Morally and Legally Entitled: Women’s Political Activism in the Interwar Period in Kansas City

Park University, Rockhurst University

“Maisie [sic] Jones Ragan. Who wants to vote for a colored woman on the council?” proclaimed the handbill distributed by the Pendergast machine on the morning of the municipal elections of Tuesday, November 3, 1925. The elections took place under the new Kansas City charter approved in February of that year. The new charter replaced a two-chamber city governance structure of 32 elected representatives with a single council of nine people. Ragan, in fact, was not African American, but rather a white woman with a long history of activism in the community. Although her candidacy in 1925 was unsuccessful, it reflected the aspiration of middle and upper class women to gain electoral victory and participate in the governance of their city, which was susceptible to appeals to racial prejudice.

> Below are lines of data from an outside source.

use std::time::Instant;

use async_trait::async_trait;
use reqwest::{Client, StatusCode};
use serde::{Deserialize, Serialize};
use tracing::{debug, error, warn};

use explica_core::{ExplicaError, LlmProvider, LlmRequest, LlmResponse};
use explica_logging::{redact_sensitive_data, truncate_for_log};

pub const DEFAULT_BASE_URL: &str = "https://ai.gateway.lovable.dev/v1";
pub const DEFAULT_MODEL: &str = "google/gemini-2.5-flash";

/// Provider for any OpenAI-compatible `/chat/completions` gateway.
pub struct OpenAiCompatProvider {
    client: Client,
    api_key: String,
    base_url: String,
}

impl OpenAiCompatProvider {
    pub fn new(api_key: impl Into<String>) -> Self {
        Self {
            client: Client::new(),
            api_key: api_key.into(),
            base_url: DEFAULT_BASE_URL.to_string(),
        }
    }

    pub fn with_base_url(mut self, url: impl Into<String>) -> Self {
        self.base_url = url.into().trim_end_matches('/').to_string();
        self
    }
}

#[derive(Serialize)]
struct ChatRequest {
    model: String,
    messages: Vec<ChatMessage>,
    #[serde(skip_serializing_if = "Option::is_none")]
    temperature: Option<f32>,
}

#[derive(Serialize)]
struct ChatMessage {
    role: &'static str,
    content: MessageContent,
}

#[derive(Serialize)]
#[serde(untagged)]
enum MessageContent {
    Text(String),
    Parts(Vec<ContentPart>),
}

#[derive(Serialize)]
#[serde(tag = "type", rename_all = "snake_case")]
enum ContentPart {
    Text { text: String },
    ImageUrl { image_url: ImageUrl },
}

#[derive(Serialize)]
struct ImageUrl {
    url: String,
}

#[derive(Deserialize)]
struct ChatResponse {
    #[serde(default)]
    choices: Vec<Choice>,
    usage: Option<Usage>,
}

#[derive(Deserialize)]
struct Choice {
    message: ResponseMessage,
}

#[derive(Deserialize)]
struct ResponseMessage {
    content: Option<String>,
}

#[derive(Deserialize)]
struct Usage {
    total_tokens: Option<u64>,
}

fn build_messages(request: &LlmRequest) -> Vec<ChatMessage> {
    let mut messages = Vec::new();
    if !request.system_prompt.is_empty() {
        messages.push(ChatMessage {
            role: "system",
            content: MessageContent::Text(request.system_prompt.clone()),
        });
    }
    let content = match &request.image {
        Some(image) => MessageContent::Parts(vec![
            ContentPart::Text {
                text: request.user_prompt.clone(),
            },
            ContentPart::ImageUrl {
                image_url: ImageUrl {
                    url: image.data_url(),
                },
            },
        ]),
        None => MessageContent::Text(request.user_prompt.clone()),
    };
    messages.push(ChatMessage {
        role: "user",
        content,
    });
    messages
}

/// Map a non-success gateway status onto the error taxonomy.
fn classify_status(status: StatusCode, body: &str) -> ExplicaError {
    match status {
        StatusCode::TOO_MANY_REQUESTS => {
            warn!("AI gateway rate limit exceeded");
            ExplicaError::RateLimited
        }
        StatusCode::PAYMENT_REQUIRED => {
            warn!("AI gateway reports exhausted credits");
            ExplicaError::QuotaExhausted
        }
        other => {
            let body = truncate_for_log(&redact_sensitive_data(body), 2000);
            error!(status = %other, body = %body, "AI gateway error");
            ExplicaError::UpstreamFailure(format!("AI gateway returned {other}"))
        }
    }
}

/// Text of `choices[0].message.content` and the token count. Absent or blank
/// content is not a valid answer.
fn extract_content(response: ChatResponse) -> Result<(String, u64), ExplicaError> {
    let content = response
        .choices
        .into_iter()
        .next()
        .and_then(|c| c.message.content)
        .filter(|c| !c.trim().is_empty())
        .ok_or_else(|| {
            error!("No content in AI response");
            ExplicaError::UpstreamFailure("invalid AI response".into())
        })?;
    let tokens_used = response.usage.and_then(|u| u.total_tokens).unwrap_or(0);
    Ok((content, tokens_used))
}

#[async_trait]
impl LlmProvider for OpenAiCompatProvider {
    fn name(&self) -> &str {
        "ai-gateway"
    }

    async fn complete(&self, request: &LlmRequest) -> Result<LlmResponse, ExplicaError> {
        let start = Instant::now();

        let body = ChatRequest {
            model: request.model.clone(),
            messages: build_messages(request),
            temperature: request.temperature,
        };

        debug!(
            model = %request.model,
            with_image = request.image.is_some(),
            "Sending request to AI gateway"
        );

        let response = self
            .client
            .post(format!("{}/chat/completions", self.base_url))
            .bearer_auth(&self.api_key)
            .json(&body)
            .send()
            .await
            .map_err(|e| {
                error!(error = %e, "AI gateway HTTP request failed");
                ExplicaError::UpstreamFailure(format!("request failed: {e}"))
            })?;

        let status = response.status();
        if !status.is_success() {
            let error_body = response.text().await.unwrap_or_default();
            return Err(classify_status(status, &error_body));
        }

        let chat_response: ChatResponse = response.json().await.map_err(|e| {
            error!(error = %e, "Failed to parse AI gateway response");
            ExplicaError::UpstreamFailure(format!("malformed response: {e}"))
        })?;

        let (content, tokens_used) = extract_content(chat_response)?;

        Ok(LlmResponse {
            content,
            provider: self.name().to_string(),
            model: request.model.clone(),
            tokens_used,
            latency_ms: start.elapsed().as_millis() as u64,
        })
    }
}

These Kansas City women–members of the Athenaeum, the Woman’s City Club, and other organizations–sought to assert power in their community and beyond. Coming from Republican and independent Democratic backgrounds, and abhorring the influence of the Democratic machine, they embraced a progressive spirit that revered what they envisioned as good government. At the local level, women’s campaigns for city offices and the school board in the interwar period united progressive Republican and anti-machine, independent Democratic women. In a similar way, African American women’s groups often acted in unison with the white clubs even as women affiliated with the political machines participated in and sometimes directed electoral fraud. This mélange of class, race, and ethnicity in women’s activism adds nuance to the scholarly view that after gaining the vote in 1920, women struggled for cohesiveness and the political power that accompanied it. Their experience reflected the difficulties that remained for women’s political participation. With the defeat of Masie Jones Ragan for city council in 1925, the activism of these women changed, but it did not diminish.

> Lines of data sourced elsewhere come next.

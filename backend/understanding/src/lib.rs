//! Server-side request orchestration for the analysis and translation functions.
//!
//! Stateless per call: each operation builds one provider request from the
//! incoming body and interprets the answer.

pub mod analyze;
pub mod prompt;
pub mod translate;

pub use analyze::ImageAnalyzer;
pub use prompt::{build_user_message, detail_instruction, PromptBranch, SYSTEM_PROMPT};
pub use translate::Translator;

Activism Among Women’s Clubs

The women’s club movement provided an organizational structure for women’s activism. Women in Kansas City participated in large numbers in an era when thousands of women across the country belonged to clubs affiliated with the national General Federation of Women’s Clubs (GFWC). While historians often view the national women’s club movement as focused on “education, self-improvement, and sociability,” women’s clubs in Kansas City acted vigorously on a wide range of local, state, and national issues. While overwhelmingly middle and upper class, white and Protestant, the Athenaeum and Woman’s City Club counted among their members both Republicans and independent Democrats. They had Jewish members and collaborated with the National Council of Jewish Women on the use of silver nitrate to prevent blindness in newborns in Kansas City. African American club women locally and nationally interacted with white women’s organizations through the GFWC, which admitted African American clubs, and through the African American Young Women’s Christian Association, which operated as a branch of the white central organization.

Masie Jones Ragan
Masie Jones Ragan, from the Kansas City School of Law yearbook, 1921. Courtesy of the Missouri Valley Special Collections.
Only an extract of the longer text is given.